When writing to the previous schema, however, a runtime error will occur if attempting to write a type other than ImageFloat
.
Default conversion
Some partially-compatible changes use default type conversions, for example:
- Converting between numbers and strings in C++ relies on the standard library numeric parsing utilities
- Converting floating point numbers to integers may
round
to the nearest whole number.
In the future, yardl will parse user-defined type conversions for each schema version.
Default zero values
In instances where a partially-compatible change may result in invalid values at runtime, yardl defaults to the "zero" value for a type, e.g. 0
for numbers, ""
for string, empty vectors, null Optional/Union, etc.

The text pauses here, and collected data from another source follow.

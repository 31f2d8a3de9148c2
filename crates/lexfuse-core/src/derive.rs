//! Deterministic sub-stream derivation.
//!
//! A single shared PRNG stream would make phase-2 output depend on worker
//! scheduling. Instead, every post-build random choice is a pure function of
//! the run seed plus a list of string key parts (canonical id, source name,
//! category, ...), hashed with FNV-1a 64-bit. Same inputs, same choice, on
//! any thread, in any order.
//!
//! FNV-1a is an identity/stability tool here, not a security primitive.

const FNV_OFFSET_BASIS: u64 = 0xcbf29ce484222325;
const FNV_PRIME: u64 = 0x0000_0100_0000_01b3;

/// splitmix64-style finalizer. Raw FNV-1a diffuses poorly upward: keys that
/// differ only in their trailing bytes (adjacent canonical ids) leave the
/// high bits nearly unchanged, which would make probability gates over the
/// top 53 bits correlated across a whole id block.
fn avalanche(mut h: u64) -> u64 {
    h ^= h >> 30;
    h = h.wrapping_mul(0xbf58_476d_1ce4_e5b9);
    h ^= h >> 27;
    h = h.wrapping_mul(0x94d0_49bb_1331_11eb);
    h ^= h >> 31;
    h
}

/// Derive a 64-bit sub-stream value from the run seed and key parts.
///
/// Parts are separated by `|` in the hash input so `["ab", "c"]` and
/// `["a", "bc"]` derive different streams.
pub fn substream(seed: u64, parts: &[&str]) -> u64 {
    let mut hash = FNV_OFFSET_BASIS;
    for b in seed.to_le_bytes() {
        hash ^= b as u64;
        hash = hash.wrapping_mul(FNV_PRIME);
    }
    for part in parts {
        hash ^= u64::from(b'|');
        hash = hash.wrapping_mul(FNV_PRIME);
        for b in part.as_bytes() {
            hash ^= u64::from(*b);
            hash = hash.wrapping_mul(FNV_PRIME);
        }
    }
    avalanche(hash)
}

/// Pick one item from a non-empty slice, keyed by `(seed, parts)`.
pub fn pick<'a, T>(seed: u64, parts: &[&str], items: &'a [T]) -> &'a T {
    let idx = (substream(seed, parts) % items.len() as u64) as usize;
    &items[idx]
}

/// A uniform value in `[0, 1)`, keyed by `(seed, parts)`.
///
/// Used for probability gates (`fraction(..) < p`), so a fixed seed selects a
/// fixed subset of entities regardless of evaluation order.
pub fn fraction(seed: u64, parts: &[&str]) -> f64 {
    // Top 53 bits, the full precision of an f64 mantissa.
    (substream(seed, parts) >> 11) as f64 / (1u64 << 53) as f64
}

/// Small deterministic generator for the single-threaded build phase.
///
/// xorshift64* (simple, fast, deterministic). Never used by phase-2 workers;
/// they derive everything via [`substream`].
#[derive(Debug, Clone)]
pub struct XorShift64 {
    state: u64,
}

impl XorShift64 {
    pub fn new(seed: u64) -> Self {
        // Avoid the degenerate all-zero state.
        let state = if seed == 0 { 0x9e3779b97f4a7c15 } else { seed };
        Self { state }
    }

    pub fn next_u64(&mut self) -> u64 {
        let mut x = self.state;
        x ^= x >> 12;
        x ^= x << 25;
        x ^= x >> 27;
        self.state = x;
        x.wrapping_mul(0x2545_f491_4f6c_dd1d)
    }

    pub fn gen_range_usize(&mut self, upper: usize) -> usize {
        if upper == 0 {
            return 0;
        }
        (self.next_u64() % (upper as u64)) as usize
    }

    /// Inclusive range draw.
    pub fn gen_range_u64(&mut self, lo: u64, hi: u64) -> u64 {
        debug_assert!(lo <= hi);
        lo + self.next_u64() % (hi - lo + 1)
    }

    pub fn pick<'a, T>(&mut self, items: &'a [T]) -> &'a T {
        &items[self.gen_range_usize(items.len())]
    }
}

#[cfg(test)]
mod tests {
    use super::*;

    #[test]
    fn substream_is_stable_across_calls() {
        let a = substream(42, &["enc", "CL-1004", "clients_b", "date"]);
        let b = substream(42, &["enc", "CL-1004", "clients_b", "date"]);
        assert_eq!(a, b);
    }

    #[test]
    fn part_boundaries_matter() {
        assert_ne!(substream(7, &["ab", "c"]), substream(7, &["a", "bc"]));
    }

    #[test]
    fn fraction_is_a_unit_value() {
        for i in 0..1000u64 {
            let f = fraction(i, &["gate"]);
            assert!((0.0..1.0).contains(&f));
        }
    }

    #[test]
    fn fraction_varies_across_adjacent_ids() {
        // Gate keys end in the canonical id, and adjacent ids differ only in
        // their last digits; the gate must still split such a block roughly
        // in half instead of treating it as one unit.
        let fractions: Vec<f64> = (1000..1100)
            .map(|n| {
                let id = format!("MAT-{n}");
                fraction(42, &["alias", &id])
            })
            .collect();
        let below = fractions.iter().filter(|f| **f < 0.5).count();
        assert!((20..=80).contains(&below), "{below}/100 below 0.5");

        let min = fractions.iter().cloned().fold(f64::INFINITY, f64::min);
        let max = fractions.iter().cloned().fold(f64::NEG_INFINITY, f64::max);
        assert!(max - min > 0.5, "spread {:.4} too narrow", max - min);
    }

    #[test]
    fn xorshift_matches_itself() {
        let mut a = XorShift64::new(42);
        let mut b = XorShift64::new(42);
        for _ in 0..64 {
            assert_eq!(a.next_u64(), b.next_u64());
        }
    }

    #[test]
    fn xorshift_range_is_inclusive() {
        let mut rng = XorShift64::new(1);
        let mut seen_lo = false;
        let mut seen_hi = false;
        for _ in 0..10_000 {
            let v = rng.gen_range_u64(250, 252);
            assert!((250..=252).contains(&v));
            seen_lo |= v == 250;
            seen_hi |= v == 252;
        }
        assert!(seen_lo && seen_hi);
    }
}
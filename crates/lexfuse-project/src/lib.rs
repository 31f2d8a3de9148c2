//! Schema projections and identity noise.
//!
//! A *projection* renders a canonical entity through one source's lens:
//! different field names, different nesting, different value encodings. The
//! engine guarantees the mapping is schema-level lossless — every included
//! canonical field lands at exactly one target path, and each source's own ID
//! field always carries the canonical id verbatim — while the noise injector
//! perturbs everything that is *not* a key: missing values, contradictory
//! values borrowed from sibling entities, name/title drift, and (in narrative
//! contexts only) ID aliasing.

pub mod drift;
pub mod inventory;
pub mod noise;
pub mod spec;

pub use drift::{name_variants, narrative_pick, title_variants};
pub use noise::AliasRegistry;
pub use spec::{FieldMap, FieldRole, Projected, ProjectionSpec, Projector, SourceFormat};
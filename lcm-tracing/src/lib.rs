// Copyright (c) 2022 DDN. All rights reserved.
// Use of this source code is governed by a MIT-style
// license that can be found in the LICENSE file.

use tokio::signal::unix::{signal, SignalKind};
pub use tracing;
use tracing_subscriber::{fmt::Subscriber, EnvFilter};

/// Initialize logging by reading the `RUST_LOG` environment variable.
/// In addition, setup signal handlers
///
/// - `SIGUSR1` will set log level to info.
/// - `SIGUSR2` will set log level to debug.
pub fn init() {
    let builder = Subscriber::builder()
        .with_env_filter(EnvFilter::from_default_env())
        .with_filter_reloading();

    let handle = builder.reload_handle();
    builder.try_init().expect("Could not init builder");

    let handle2 = handle.clone();

    tokio::spawn(async move {
        let mut stream = signal(SignalKind::user_defined1()).expect("Could not listen to SIGUSR1");

        while stream.recv().await.is_some() {
            if let Err(e) = handle2.reload("info") {
                tracing::warn!("Could not reset log level to info: {}", e);
            }
        }
    });

    tokio::spawn(async move {
        let mut stream = signal(SignalKind::user_defined2()).expect("Could not listen to SIGUSR2");

        while stream.recv().await.is_some() {
            if let Err(e) = handle.reload("debug") {
                tracing::warn!("Could not reset log level to debug: {}", e);
            }
        }
    });
}
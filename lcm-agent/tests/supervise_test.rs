// Copyright (c) 2022 DDN. All rights reserved.
// Use of this source code is governed by a MIT-style
// license that can be found in the LICENSE file.

//! End-to-end pass of one agent against a mocked coordinator: observe the
//! current leader, take over the lock, run the maintenance action once
//! autostart arrives, and release the lock on shutdown.

use lcm_agent::agents::{Agent, ServiceStatus, Supervisable};
use lcm_agent::runtime_config::watch_runtime_config;
use lcm_cmd::Command;
use lcm_consul::ConsulClient;
use mockito::{mock, Matcher};
use std::path::PathBuf;
use std::time::Duration;
use tokio_util::sync::CancellationToken;
use url::Url;

struct ScriptedService {
    script: String,
}

impl Supervisable for ScriptedService {
    type Status = ServiceStatus;

    fn kind(&self) -> &'static str {
        "service"
    }
    fn label(&self) -> &str {
        "it0-OST0000"
    }
    fn lock_key(&self) -> String {
        "lcm/services/it0-OST0000/lock".to_string()
    }
    fn config_key(&self) -> String {
        "lcm/services/it0-OST0000/config".to_string()
    }
    fn action_command(&self) -> Command {
        let mut cmd = Command::new("sh");

        cmd.arg("-c").arg(&self.script).kill_on_drop(true);

        cmd
    }
    fn already_ok_marker(&self) -> &'static str {
        "Already mounted\n"
    }
    fn unknown_status(&self) -> ServiceStatus {
        ServiceStatus::Unknown
    }
    fn ok_status(&self) -> ServiceStatus {
        ServiceStatus::Mounted
    }
    fn failed_status(&self) -> ServiceStatus {
        ServiceStatus::MountFailed
    }
}

fn count_runs(path: &PathBuf) -> usize {
    std::fs::read_to_string(path)
        .map(|x| x.lines().count())
        .unwrap_or(0)
}

#[tokio::test]
async fn test_supervise_mounts_and_releases() {
    // The lock starts out held by another agent so the observational read
    // resolves immediately.
    let _lock_read = mock("GET", "/v1/kv/lcm/services/it0-OST0000/lock")
        .match_query(Matcher::UrlEncoded("consistent".into(), "".into()))
        .with_status(200)
        .with_header("X-Consul-Index", "2")
        .with_body(
            r#"[{"Key":"lcm/services/it0-OST0000/lock","Value":"c29tZW9uZQ==",
                "Session":"sess-other","CreateIndex":2,"ModifyIndex":2}]"#,
        )
        .expect_at_least(1)
        .create();

    let _session = mock("PUT", "/v1/session/create")
        .with_status(200)
        .with_body(r#"{"ID":"sess-it"}"#)
        .expect_at_least(1)
        .create();

    let _acquire = mock("PUT", "/v1/kv/lcm/services/it0-OST0000/lock")
        .match_query(Matcher::UrlEncoded("acquire".into(), "sess-it".into()))
        .with_status(200)
        .with_body("true")
        .expect_at_least(1)
        .create();

    // While held, the lock monitor keeps observing our own session.
    let _monitor = mock("GET", "/v1/kv/lcm/services/it0-OST0000/lock")
        .match_query(Matcher::Regex("index=".into()))
        .with_status(200)
        .with_header("X-Consul-Index", "5")
        .with_body(
            r#"[{"Key":"lcm/services/it0-OST0000/lock","Value":"bWU=",
                "Session":"sess-it","CreateIndex":5,"ModifyIndex":5}]"#,
        )
        .expect_at_least(1)
        .create();

    // Autostart is enabled through the watched runtime config.
    let _config = mock("GET", "/v1/kv/lcm/services/it0-OST0000/config")
        .match_query(Matcher::Any)
        .with_status(200)
        .with_header("X-Consul-Index", "3")
        .with_body(
            r#"[{"Key":"lcm/services/it0-OST0000/config",
                "Value":"YXV0b3N0YXJ0OiB0cnVlCg==",
                "CreateIndex":3,"ModifyIndex":3}]"#,
        )
        .expect_at_least(1)
        .create();

    let _renew = mock("PUT", "/v1/session/renew/sess-it")
        .with_status(200)
        .with_body("[]")
        .expect_at_least(0)
        .create();

    let release = mock("PUT", "/v1/kv/lcm/services/it0-OST0000/lock")
        .match_query(Matcher::UrlEncoded("release".into(), "sess-it".into()))
        .with_status(200)
        .with_body("true")
        .expect_at_least(1)
        .create();

    let _destroy = mock("PUT", "/v1/session/destroy/sess-it")
        .with_status(200)
        .with_body("true")
        .expect_at_least(1)
        .create();

    let dir = tempfile::tempdir().unwrap();
    let path = dir.path().join("runs");

    let url = Url::parse(&mockito::server_url()).unwrap();
    let consul = ConsulClient::new(reqwest::Client::new(), url);

    let agent = Agent::new(
        ScriptedService {
            script: format!("echo run >> {}; printf 'Already mounted\\n'", path.display()),
        },
        consul,
        "lcm service lock",
    );

    let cancel = CancellationToken::new();
    let task = tokio::spawn(agent.supervise(cancel.child_token()));

    // The maintenance tick is one session TTL, so the first invocation can
    // land either right away or one tick after the config watch delivers.
    let deadline = tokio::time::Instant::now() + Duration::from_secs(30);

    while count_runs(&path) == 0 {
        assert!(
            tokio::time::Instant::now() < deadline,
            "the mount command never ran"
        );

        tokio::time::sleep(Duration::from_millis(50)).await;
    }

    cancel.cancel();

    tokio::time::timeout(Duration::from_secs(30), task)
        .await
        .expect("supervise should drain on cancellation")
        .unwrap();

    // The shutdown path must have released the lock.
    release.assert();
}

// watch_runtime_config is re-exported for composition; exercise the public
// surface the daemon wires together in main.
#[tokio::test]
async fn test_runtime_config_watch_surface() {
    let _config = mock("GET", "/v1/kv/lcm/hosts/it-host/config")
        .match_query(Matcher::Any)
        .with_status(404)
        .with_header("X-Consul-Index", "1")
        .expect_at_least(1)
        .create();

    let url = Url::parse(&mockito::server_url()).unwrap();
    let consul = ConsulClient::new(reqwest::Client::new(), url);

    let flag = lcm_agent::runtime_config::AutostartFlag::default();
    let cancel = CancellationToken::new();

    let watcher = tokio::spawn(watch_runtime_config(
        consul,
        "lcm/hosts/it-host/config".to_string(),
        flag.clone(),
        "host",
        "it-host".to_string(),
        cancel.clone(),
    ));

    // An absent key keeps the default: autostart off.
    tokio::time::sleep(Duration::from_millis(300)).await;
    assert!(!flag.get());

    cancel.cancel();
    let _ = watcher.await;
}
// Copyright (c) 2022 DDN. All rights reserved.
// Use of this source code is governed by a MIT-style
// license that can be found in the LICENSE file.

use lcm_cmd::CmdError;
use std::process::Output;
use thiserror::Error;

pub type Result<T> = std::result::Result<T, LcmAgentError>;

#[derive(Debug, Error)]
pub enum LcmAgentError {
    #[error(transparent)]
    CmdError(#[from] CmdError),
    #[error(transparent)]
    ConsulError(#[from] lcm_consul::Error),
    #[error(transparent)]
    Io(#[from] std::io::Error),
    #[error(transparent)]
    Reqwest(#[from] reqwest::Error),
    #[error(transparent)]
    TomlError(#[from] toml::de::Error),
    #[error("index [{0}] is too big for a Lustre target")]
    TargetIndexTooBig(u32),
    #[error("local host [{0}] is missing from the cluster configuration")]
    LocalHostMissing(String),
}

impl From<Output> for LcmAgentError {
    fn from(output: Output) -> Self {
        LcmAgentError::CmdError(output.into())
    }
}
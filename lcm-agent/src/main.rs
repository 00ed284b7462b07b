// Copyright (c) 2022 DDN. All rights reserved.
// Use of this source code is governed by a MIT-style
// license that can be found in the LICENSE file.

use futures::future::join_all;
use lcm_agent::{agent_error::Result, agents, config, env, util, version_check};
use lcm_consul::ConsulClient;
use std::time::Duration;
use tokio_util::sync::CancellationToken;

#[tokio::main]
async fn main() -> Result<()> {
    lcm_tracing::init();

    tracing::info!("Starting the HA agent");

    let hostname = util::local_hostname().await?;
    let topology = config::load_topology().await?;

    let client = reqwest::Client::builder()
        .connect_timeout(Duration::from_secs(5))
        .build()?;
    let consul = ConsulClient::new(client, env::consul_url());

    let service_agents = agents::create_service_agents(&consul, &topology, &hostname);
    let host_agents = agents::create_host_agents(&consul, &topology, &hostname)?;

    let cancel = CancellationToken::new();
    let mut tasks = vec![];

    tasks.push(tokio::spawn(version_check::version_check(
        cancel.child_token(),
    )));

    for agent in service_agents {
        tracing::info!("Starting the agent for Lustre service [{}]", agent.label());

        tasks.push(tokio::spawn(agent.supervise(cancel.child_token())));
    }

    for agent in host_agents {
        tracing::info!("Starting the agent for host [{}]", agent.label());

        tasks.push(tokio::spawn(agent.supervise(cancel.child_token())));
    }

    util::wait_for_termination().await;

    tracing::warn!("Terminating on signal...");

    cancel.cancel();

    join_all(tasks).await;

    Ok(())
}
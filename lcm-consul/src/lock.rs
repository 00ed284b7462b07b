// Copyright (c) 2022 DDN. All rights reserved.
// Use of this source code is governed by a MIT-style
// license that can be found in the LICENSE file.

//! Session-bound advisory lock.
//!
//! Acquisition creates a coordinator session, binds the key to it and
//! keeps the session renewed in the background. Loss of the binding for
//! any reason (expiry, forced release, renewal failure) fires the
//! leader-lost token handed back to the caller.

use crate::{transient_policy, ConsulClient, Error};
use lcm_request_retry::retry_future;
use std::time::Duration;
use tokio::task::JoinHandle;
use tokio_util::sync::CancellationToken;

#[derive(Debug, Clone)]
pub struct LockOptions {
    /// KV key the lock is taken on.
    pub key: String,
    /// Value written under the key while held; compared only for equality
    /// by observers.
    pub value: String,
    /// Human-readable session name, shown by the coordinator UI.
    pub session_name: String,
    /// Session TTL; also the cadence of the acquisition wait.
    pub ttl: Duration,
}

pub struct Lock {
    client: ConsulClient,
    opts: LockOptions,
    held: Option<Held>,
}

struct Held {
    session: String,
    lost: CancellationToken,
    renew: JoinHandle<()>,
    monitor: JoinHandle<()>,
}

impl Lock {
    pub fn new(client: ConsulClient, opts: LockOptions) -> Self {
        Self {
            client,
            opts,
            held: None,
        }
    }

    /// Block until the lock is acquired, returning the leader-lost token.
    /// `Ok(None)` means the wait was cancelled.
    pub async fn lock(
        &mut self,
        cancel: &CancellationToken,
    ) -> Result<Option<CancellationToken>, Error> {
        if self.held.is_some() {
            return Err(Error::LockHeld);
        }

        let session = retry_future(
            |_| {
                self.client
                    .session_create(&self.opts.session_name, self.opts.ttl)
            },
            transient_policy(),
        )
        .await?;

        let mut wait_index = 0;

        loop {
            if cancel.is_cancelled() {
                let _ = self.client.session_destroy(&session).await;

                return Ok(None);
            }

            let acquired = match self
                .client
                .kv_acquire(&self.opts.key, &session, &self.opts.value)
                .await
            {
                Ok(x) => x,
                Err(e) => {
                    let _ = self.client.session_destroy(&session).await;

                    return Err(e);
                }
            };

            if acquired {
                break;
            }

            // Held elsewhere; wait for the key to change before retrying.
            let wait = tokio::select! {
                r = self
                    .client
                    .kv_get_blocking(&self.opts.key, wait_index, self.opts.ttl) => r,
                _ = cancel.cancelled() => {
                    let _ = self.client.session_destroy(&session).await;

                    return Ok(None);
                }
            };

            match wait {
                Ok((_, idx)) => {
                    wait_index = if idx < wait_index { 0 } else { idx };
                }
                Err(e) => {
                    let _ = self.client.session_destroy(&session).await;

                    return Err(e);
                }
            }
        }

        let lost = CancellationToken::new();

        let renew = tokio::spawn(renew_session(
            self.client.clone(),
            session.clone(),
            self.opts.ttl,
            lost.clone(),
        ));

        let monitor = tokio::spawn(monitor_holder(
            self.client.clone(),
            self.opts.key.clone(),
            session.clone(),
            self.opts.ttl,
            lost.clone(),
        ));

        self.held = Some(Held {
            session,
            lost: lost.clone(),
            renew,
            monitor,
        });

        Ok(Some(lost))
    }

    /// Release the lock and destroy its session. A no-op when not held.
    pub async fn unlock(&mut self) -> Result<(), Error> {
        let held = match self.held.take() {
            Some(x) => x,
            None => return Ok(()),
        };

        held.lost.cancel();

        let _ = held.renew.await;
        let _ = held.monitor.await;

        let release = self.client.kv_release(&self.opts.key, &held.session).await;
        let destroy = self.client.session_destroy(&held.session).await;

        release?;
        destroy?;

        Ok(())
    }
}

async fn renew_session(
    client: ConsulClient,
    session: String,
    ttl: Duration,
    lost: CancellationToken,
) {
    let period = ttl / 2;

    loop {
        tokio::select! {
            _ = tokio::time::sleep(period) => {}
            _ = lost.cancelled() => return,
        }

        let r = retry_future(|_| client.session_renew(&session), transient_policy()).await;

        if let Err(e) = r {
            tracing::error!("Failed to renew coordinator session [{}]: {}", session, e);

            lost.cancel();

            return;
        }
    }
}

async fn monitor_holder(
    client: ConsulClient,
    key: String,
    session: String,
    ttl: Duration,
    lost: CancellationToken,
) {
    let mut index = 0;

    loop {
        let r = tokio::select! {
            r = retry_future(
                |_| client.kv_get_blocking(&key, index, ttl),
                transient_policy(),
            ) => r,
            _ = lost.cancelled() => return,
        };

        match r {
            Ok((Some(pair), idx)) if pair.session.as_deref() == Some(session.as_str()) => {
                index = if idx < index { 0 } else { idx };
            }
            Ok(_) => {
                lost.cancel();

                return;
            }
            Err(e) => {
                tracing::error!("Failed to monitor lock [{}]: {}", key, e);

                lost.cancel();

                return;
            }
        }
    }
}
// Copyright (c) 2022 DDN. All rights reserved.
// Use of this source code is governed by a MIT-style
// license that can be found in the LICENSE file.

//! Runtime-toggleable agent behaviour, read from the coordinator KV.
//!
//! The config under a watched key is YAML written by the management CLI;
//! it carries comment banners and keys the agent does not consume
//! (e.g. `disabled_hosts`), so parsing must be tolerant of extras.

use lcm_consul::ConsulClient;
use std::sync::atomic::{AtomicBool, Ordering};
use std::sync::Arc;
use tokio_util::sync::CancellationToken;

#[derive(Debug, Clone, Copy, PartialEq, Eq, Default, serde::Deserialize)]
pub struct RuntimeConfig {
    #[serde(default)]
    pub autostart: bool,
}

/// Published copy of the runtime config: single writer (the watcher),
/// single reader (the maintenance loop).
#[derive(Debug, Clone, Default)]
pub struct AutostartFlag(Arc<AtomicBool>);

impl AutostartFlag {
    pub fn get(&self) -> bool {
        self.0.load(Ordering::SeqCst)
    }

    pub fn set(&self, x: bool) {
        self.0.store(x, Ordering::SeqCst)
    }
}

/// Keep `flag` in sync with the YAML under `key` until cancelled.
///
/// A malformed value is logged and discarded, keeping whatever was
/// published last; an absent or deleted key also keeps the current value,
/// which starts out as the default (autostart off).
pub async fn watch_runtime_config(
    consul: ConsulClient,
    key: String,
    flag: AutostartFlag,
    kind: &'static str,
    label: String,
    cancel: CancellationToken,
) {
    let mut rx = consul.watch_key(key, cancel);

    while let Some(update) = rx.recv().await {
        let pair = match update {
            Some(x) => x,
            None => continue,
        };

        match serde_yaml::from_slice::<RuntimeConfig>(&pair.value) {
            Ok(conf) => {
                flag.set(conf.autostart);

                tracing::info!(
                    autostart = conf.autostart,
                    "Runtime config change for {} [{}]",
                    kind,
                    label
                );
            }
            Err(e) => {
                tracing::error!(
                    "Ignoring malformed runtime config for {} [{}]: {}",
                    kind,
                    label,
                    e
                );
            }
        }
    }
}
// Copyright (c) 2022 DDN. All rights reserved.
// Use of this source code is governed by a MIT-style
// license that can be found in the LICENSE file.

use super::{Agent, Supervisable, CONSUL_CONFIG_KEY, CONSUL_LOCK_KEY};
use crate::agent_error::Result;
use crate::config::{SshHost, Topology};
use crate::topology::neighbour_hosts;
use crate::util::manager_cmd;
use crate::WATCH_FANOUT;
use lcm_cmd::Command;
use lcm_consul::ConsulClient;
use std::fmt;

pub(crate) const CONSUL_HOST_PATH: &str = "lcm/hosts";

/// Stdout of `lcm host start` when the host was already up.
pub const MSG_ALREADY_STARTED: &str = "Already started\n";

#[derive(Debug, Clone, Copy, PartialEq, Eq)]
pub enum HostStatus {
    Unknown,
    Started,
    StartFailed,
}

impl fmt::Display for HostStatus {
    fn fmt(&self, f: &mut fmt::Formatter) -> fmt::Result {
        let x = match self {
            HostStatus::Unknown => "unknown",
            HostStatus::Started => "started",
            HostStatus::StartFailed => "start failed",
        };

        write!(f, "{}", x)
    }
}

/// A peer host on the monitor ring this node is responsible for.
#[derive(Debug, Clone)]
pub struct WatchedHost {
    host: SshHost,
}

impl WatchedHost {
    pub fn new(host: SshHost) -> Self {
        Self { host }
    }
}

impl Supervisable for WatchedHost {
    type Status = HostStatus;

    fn kind(&self) -> &'static str {
        "host"
    }

    fn label(&self) -> &str {
        &self.host.hostname
    }

    fn lock_key(&self) -> String {
        format!(
            "{}/{}/{}",
            CONSUL_HOST_PATH, self.host.hostname, CONSUL_LOCK_KEY
        )
    }

    fn config_key(&self) -> String {
        format!(
            "{}/{}/{}",
            CONSUL_HOST_PATH, self.host.hostname, CONSUL_CONFIG_KEY
        )
    }

    fn action_command(&self) -> Command {
        let mut cmd = manager_cmd();

        cmd.arg("host").arg("start").arg(&self.host.hostname);

        cmd
    }

    fn already_ok_marker(&self) -> &'static str {
        MSG_ALREADY_STARTED
    }

    fn unknown_status(&self) -> HostStatus {
        HostStatus::Unknown
    }

    fn ok_status(&self) -> HostStatus {
        HostStatus::Started
    }

    fn failed_status(&self) -> HostStatus {
        HostStatus::StartFailed
    }
}

/// One agent per host on this node's monitor ring. Fails fast when the
/// local host is not part of the cluster configuration.
pub fn create_host_agents(
    consul: &ConsulClient,
    topology: &Topology,
    hostname: &str,
) -> Result<Vec<Agent<WatchedHost>>> {
    let hosts = neighbour_hosts(topology, hostname, WATCH_FANOUT)?;

    Ok(hosts
        .into_iter()
        .map(|x| Agent::new(WatchedHost::new(x), consul.clone(), "lcm host lock"))
        .collect())
}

Example: Making it Optional
Here we make a previously "required" description
field optional, signaling that MyProtocol
doesn't always have a "description".
Previous Version:
MyProtocol: !protocol
sequence:
description: string
MyProtocol: !protocol
sequence:
description: string
Latest Version:
MyProtocol: !protocol
sequence:
description: string?
MyProtocol: !protocol
sequence:
description: string?
Now, when description
is empty, its value is just null
, because its type is Optional string. To maintain compatibility with software using the older version of the schema, however, when description
is empty, yardl will write the empty string ""
.
Runtime errors
In instances where a partially-compatible change results in an invalid conversion at runtime, yardl may emit a runtime error, for example:
- Numeric overflow when converting between numbers
- Failure to convert a number to a string
- Incompatible union case detected (e.g. a union case that was removed in the current version of the schema)
Incompatible Changes
Changes for which yardl (currently) cannot generate valid code include:
- Removing or reordering any steps in a Protocol sequence
- Changing enum/flag definitions
- Changing a scalar type to a vector or array
- Changing the number of generic type parameters on a type definition
- Changing the type arguments to a generic type
Detecting these types of changes will cause yardl to emit one or more errors and stop.
In the future, yardl may support compatibility for a subset of the above changes.